# Try it:
Every line in the listing is to be echoed verbatim.

# Recorded data:
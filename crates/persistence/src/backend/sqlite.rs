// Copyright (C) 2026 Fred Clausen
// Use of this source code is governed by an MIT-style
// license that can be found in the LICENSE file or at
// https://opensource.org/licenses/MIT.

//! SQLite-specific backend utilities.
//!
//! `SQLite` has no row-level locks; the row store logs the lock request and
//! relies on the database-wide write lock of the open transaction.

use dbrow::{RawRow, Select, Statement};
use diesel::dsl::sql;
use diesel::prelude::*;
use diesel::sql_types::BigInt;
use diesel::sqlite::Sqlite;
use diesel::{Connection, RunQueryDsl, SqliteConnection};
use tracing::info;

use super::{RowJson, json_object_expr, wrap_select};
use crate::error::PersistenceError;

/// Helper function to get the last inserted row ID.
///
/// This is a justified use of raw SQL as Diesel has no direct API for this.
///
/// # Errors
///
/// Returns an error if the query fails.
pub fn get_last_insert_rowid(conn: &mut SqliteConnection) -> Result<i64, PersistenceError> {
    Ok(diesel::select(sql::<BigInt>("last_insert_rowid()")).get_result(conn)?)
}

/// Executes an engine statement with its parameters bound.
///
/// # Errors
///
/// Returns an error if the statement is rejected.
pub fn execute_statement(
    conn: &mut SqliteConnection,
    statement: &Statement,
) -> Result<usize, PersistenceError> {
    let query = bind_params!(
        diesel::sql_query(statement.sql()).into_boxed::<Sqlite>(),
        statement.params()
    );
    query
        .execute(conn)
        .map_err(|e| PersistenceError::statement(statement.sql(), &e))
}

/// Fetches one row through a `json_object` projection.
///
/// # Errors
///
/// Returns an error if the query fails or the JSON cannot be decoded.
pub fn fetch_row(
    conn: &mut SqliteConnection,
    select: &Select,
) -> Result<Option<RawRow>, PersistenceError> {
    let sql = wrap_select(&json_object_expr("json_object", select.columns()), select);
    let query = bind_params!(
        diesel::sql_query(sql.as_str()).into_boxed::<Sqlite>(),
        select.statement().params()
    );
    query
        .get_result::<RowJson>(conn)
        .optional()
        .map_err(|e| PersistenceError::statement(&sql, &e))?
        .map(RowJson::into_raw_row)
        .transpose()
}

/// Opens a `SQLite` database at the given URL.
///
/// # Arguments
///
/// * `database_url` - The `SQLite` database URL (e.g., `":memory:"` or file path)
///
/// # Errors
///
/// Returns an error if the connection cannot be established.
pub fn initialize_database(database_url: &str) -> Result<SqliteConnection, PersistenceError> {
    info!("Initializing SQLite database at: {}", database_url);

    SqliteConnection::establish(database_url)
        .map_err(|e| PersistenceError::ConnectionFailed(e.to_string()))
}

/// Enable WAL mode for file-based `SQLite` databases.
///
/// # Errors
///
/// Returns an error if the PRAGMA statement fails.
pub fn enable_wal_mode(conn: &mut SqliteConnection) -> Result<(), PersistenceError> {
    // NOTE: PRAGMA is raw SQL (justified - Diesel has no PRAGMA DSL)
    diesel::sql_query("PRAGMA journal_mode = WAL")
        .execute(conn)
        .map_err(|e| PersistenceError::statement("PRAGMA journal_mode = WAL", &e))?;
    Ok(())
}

# Solved exercise:
filename crates/persistence/src/backend/sqlite.rs
// Copyright (C) 2026 Fred Clausen
// Use of this source code is governed by an MIT-style
// license that can be found in the LICENSE file or at
// https://opensource.org/licenses/MIT.

//! SQLite-specific backend utilities.
//!
//! `SQLite` has no row-level locks; the row store logs the lock request and
//! relies on the database-wide write lock of the open transaction.

use dbrow::{RawRow, Select, Statement};
use diesel::dsl::sql;
use diesel::prelude::*;
use diesel::sql_types::BigInt;
use diesel::sqlite::Sqlite;
use diesel::{Connection, RunQueryDsl, SqliteConnection};
use tracing::info;

use super::{RowJson, json_object_expr, wrap_select};
use crate::error::PersistenceError;

/// Helper function to get the last inserted row ID.
///
/// This is a justified use of raw SQL as Diesel has no direct API for this.
///
/// # Errors
///
/// Returns an error if the query fails.
pub fn get_last_insert_rowid(conn: &mut SqliteConnection) -> Result<i64, PersistenceError> {
    Ok(diesel::select(sql::<BigInt>("last_insert_rowid()")).get_result(conn)?)
}

/// Executes an engine statement with its parameters bound.
///
/// # Errors
///
/// Returns an error if the statement is rejected.
pub fn execute_statement(
    conn: &mut SqliteConnection,
    statement: &Statement,
) -> Result<usize, PersistenceError> {
    let query = bind_params!(
        diesel::sql_query(statement.sql()).into_boxed::<Sqlite>(),
        statement.params()
    );
    query
        .execute(conn)
        .map_err(|e| PersistenceError::statement(statement.sql(), &e))
}

/// Fetches one row through a `json_object` projection.
///
/// # Errors
///
/// Returns an error if the query fails or the JSON cannot be decoded.
pub fn fetch_row(
    conn: &mut SqliteConnection,
    select: &Select,
) -> Result<Option<RawRow>, PersistenceError> {
    let sql = wrap_select(&json_object_expr("json_object", select.columns()), select);
    let query = bind_params!(
        diesel::sql_query(sql.as_str()).into_boxed::<Sqlite>(),
        select.statement().params()
    );
    query
        .get_result::<RowJson>(conn)
        .optional()
        .map_err(|e| PersistenceError::statement(&sql, &e))?
        .map(RowJson::into_raw_row)
        .transpose()
}

/// Opens a `SQLite` database at the given URL.
///
/// # Arguments
///
/// * `database_url` - The `SQLite` database URL (e.g., `":memory:"` or file path)
///
/// # Errors
///
/// Returns an error if the connection cannot be established.
pub fn initialize_database(database_url: &str) -> Result<SqliteConnection, PersistenceError> {
    info!("Initializing SQLite database at: {}", database_url);

    SqliteConnection::establish(database_url)
        .map_err(|e| PersistenceError::ConnectionFailed(e.to_string()))
}

/// Enable WAL mode for file-based `SQLite` databases.
///
/// # Errors
///
/// Returns an error if the PRAGMA statement fails.
pub fn enable_wal_mode(conn: &mut SqliteConnection) -> Result<(), PersistenceError> {
    // NOTE: PRAGMA is raw SQL (justified - Diesel has no PRAGMA DSL)
    diesel::sql_query("PRAGMA journal_mode = WAL")
        .execute(conn)
        .map_err(|e| PersistenceError::statement("PRAGMA journal_mode = WAL", &e))?;
    Ok(())
}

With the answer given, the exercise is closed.